Part of the Khronos Group
OpenGL.org

The Industry's Foundation for High Performance Graphics

from games to virtual reality, mobile phones to supercomputers

Page 1 of 2 12 LastLast
Results 1 to 10 of 12

Thread: The order in which a model vertexes are loaded, influences the performances?

  1. #1
    Junior Member Newbie
    Join Date
    Jan 2016
    Posts
    15

    The order in which a model vertexes are loaded, influences the performances?

    Hi everyone

    I'm trying to figure out a strange behaviour of my code. 2 Models almost equal that differ in specifying their vertexes in a spatially sorted and unsorted manner, shows very different performances.


    I got 2 models:
    1) let's called it 'original' made of about 640K vertexes.
    2) a LOD of the original. I obtain it by an octree subdivision...it has almost 600K vertexes.

    Most important, I'm performing a point based rendering, using point sprites (oriented disc taken from a texture atlas). Every vertex has its normal and color that are loaded in 3 different VBOs.

    My code is quite simple:

    activate depth test
    activate alpha test (set function)

    //render loop
    clear color and depth buffer
    activate shaders
    do the rendering (point_sprite etc etc render call etc etc) -> then up to the vert and frag shaders
    disable shaders
    glutPostRedisplay();
    glutSwapBuffers();


    Recording in a benchmark the time needed for execute each frame I noticed that the Original model perfom better than its LOD...2 times better at least...
    When loading the two different models the procedure is exactly the same and nothing else changes...
    Playing around with the code I noticed that my LOD has the vertexes specified in a certain spatial order (as result of the octree subdivision) while the original no....
    If I shuffle the vertexes positions in my LOD the result is that their performances are comparable as one would expect...


    I made further tries and I noticed that by disabling the depth test, the LOD model appears more 'consistent', like its front face is compact, while the original is far more fuzzy...
    is it because the first (or last) vertexes drawn are contiguous?
    Many inevitable artifacts affect my rendering like aliasing...I was wondering If some of these issues may discard many fragments and lead to a faster rendering...while the LOD being sorted is less affected by them but slows down...

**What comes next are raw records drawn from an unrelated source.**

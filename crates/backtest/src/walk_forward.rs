//! Walk-forward fold generation.
//!
//! Each fold pairs a test window `[start, end)` with the trailing training
//! window `[start - train, start)`. Folds are generated eagerly so they can be
//! evaluated in parallel.

use chrono::{DateTime, Duration, Utc};
use serde::{Deserialize, Serialize};

use crate::error::BacktestError;

/// Window sizes for a walk-forward run, in days.
#[derive(Debug, Clone, Copy, PartialEq, Eq, Serialize, Deserialize)]
pub struct WalkForwardConfig {
    pub train_days: u32,
    pub test_days: u32,
    /// Distance between consecutive fold starts. Defaults to `test_days`.
    pub step_days: u32,
}

impl Default for WalkForwardConfig {
    fn default() -> Self {
        Self::new(60, 7)
    }
}

impl WalkForwardConfig {
    /// Contiguous, non-overlapping test windows.
    #[must_use]
    pub fn new(train_days: u32, test_days: u32) -> Self {
        Self {
            train_days,
            test_days,
            step_days: test_days,
        }
    }

    /// Sets a custom step. A step shorter than `test_days` overlaps test
    /// windows; a longer one leaves gaps.
    #[must_use]
    pub fn with_step_days(mut self, step_days: u32) -> Self {
        self.step_days = step_days;
        self
    }

    #[must_use]
    pub fn train_window(&self) -> Duration {
        Duration::days(i64::from(self.train_days))
    }

    #[must_use]
    pub fn test_window(&self) -> Duration {
        Duration::days(i64::from(self.test_days))
    }

    #[must_use]
    pub fn step(&self) -> Duration {
        Duration::days(i64::from(self.step_days))
    }

    /// # Errors
    /// Returns [`BacktestError::InvalidConfig`] if any window is zero.
    pub fn validate(&self) -> Result<(), BacktestError> {
        if self.test_days == 0 {
            return Err(BacktestError::InvalidConfig("test_days must be positive".into()));
        }
        if self.step_days == 0 {
            return Err(BacktestError::InvalidConfig("step_days must be positive".into()));
        }
        Ok(())
    }

    /// Folds covering `[first + train, last)`.
    ///
    /// Returns no folds when the data does not extend past the first training
    /// window. The final fold is truncated at `last`.
    #[must_use]
    pub fn generate_folds(&self, first: DateTime<Utc>, last: DateTime<Utc>) -> Vec<Fold> {
        let start = first + self.train_window();
        let end = last;
        if start >= end || self.step_days == 0 || self.test_days == 0 {
            return Vec::new();
        }

        let mut folds = Vec::new();
        let mut current = start;
        while current < end {
            let fold_end = (current + self.test_window()).min(end);
            folds.push(Fold {
                index: folds.len(),
                train_start: current - self.train_window(),
                start: current,
                end: fold_end,
            });
            current += self.step();
        }
        folds
    }
}

/// One train/test split.
#[derive(Debug, Clone, Copy, PartialEq, Eq, Serialize, Deserialize)]
pub struct Fold {
    pub index: usize,
    pub train_start: DateTime<Utc>,
    /// Inclusive test start; also the exclusive end of training data.
    pub start: DateTime<Utc>,
    /// Exclusive test end.
    pub end: DateTime<Utc>,
}

impl Fold {
    #[must_use]
    pub fn contains(&self, ts: DateTime<Utc>) -> bool {
        self.start <= ts && ts < self.end
    }
}

#[cfg(test)]
mod tests {
    use super::*;
    use chrono::TimeZone;

    fn day(d: i64) -> DateTime<Utc> {
        Utc.with_ymd_and_hms(2024, 1, 1, 0, 0, 0).unwrap() + Duration::days(d)
    }

    #[test]
    fn test_contiguous_folds() {
        let config = WalkForwardConfig::new(30, 10);
        let folds = config.generate_folds(day(0), day(100));

        assert_eq!(folds.len(), 7);
        assert_eq!(folds[0].start, day(30));
        assert_eq!(folds[0].train_start, day(0));
        for pair in folds.windows(2) {
            assert_eq!(pair[0].end, pair[1].start, "test windows must be contiguous");
        }
        assert_eq!(folds.last().unwrap().end, day(100));
    }

    #[test]
    fn test_last_fold_is_truncated() {
        let config = WalkForwardConfig::new(10, 7);
        let folds = config.generate_folds(day(0), day(20));
        assert_eq!(folds.len(), 2);
        assert_eq!(folds[1].start, day(17));
        assert_eq!(folds[1].end, day(20));
    }

    #[test]
    fn test_no_folds_when_history_too_short() {
        let config = WalkForwardConfig::new(30, 7);
        assert!(config.generate_folds(day(0), day(30)).is_empty());
        assert!(config.generate_folds(day(0), day(10)).is_empty());
    }

    #[test]
    fn test_overlapping_step() {
        let config = WalkForwardConfig::new(10, 10).with_step_days(5);
        let folds = config.generate_folds(day(0), day(30));
        // starts at 10, 15, 20, 25
        assert_eq!(folds.len(), 4);
        assert!(folds[0].end > folds[1].start);
        assert_eq!(folds[3].end, day(30));
    }

    #[test]
    fn test_gapped_step() {
        let config = WalkForwardConfig::new(10, 5).with_step_days(10);
        let folds = config.generate_folds(day(0), day(40));
        assert_eq!(folds.len(), 3);
        assert!(folds[0].end < folds[1].start);
    }

    #[test]
    fn test_zero_step_is_invalid() {
        let config = WalkForwardConfig::new(10, 5).with_step_days(0);
        assert!(config.validate().is_err());
        assert!(config.generate_folds(day(0), day(40)).is_empty());
    }

    #[test]
    fn test_fold_contains_is_half_open() {
        let config = WalkForwardConfig::new(1, 1);
        let fold = config.generate_folds(day(0), day(5))[0];
        assert!(fold.contains(day(1)));
        assert!(!fold.contains(day(2)));
    }
}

    If you can help I would be very grateful (it's an urgent matter)

    best regards

  2. #2
    Senior Member OpenGL Guru
    Join Date
    Jun 2013
    Posts
    2,526
    One possible factor: if primitives overlap, that imposes an ordering dependency. Primitives must either be processed in the order in which they are specified, or the implementation must at least ensure that the result is as if they had been processed in order. If primitives don't overlap, then the result is trivially independent of the processing order, which makes processing easier to parallelise.

  3. #3
    Junior Member Newbie
    Join Date
    Jan 2016
    Posts
    15
    Thank you for the reply.

    Anyway I don't have really understand the following:

    Primitives must either be processed in the order in which they are specified, or the implementation must at least ensure that the result is as if they had been processed in order
    What do you mean precisely by ordering dependency? How that may affect parallelization? (my data is load in the vbo contiguously as 3 float (xyz) for each vertex)
    In the first place I though this was related to depth testing...but it seems it is not...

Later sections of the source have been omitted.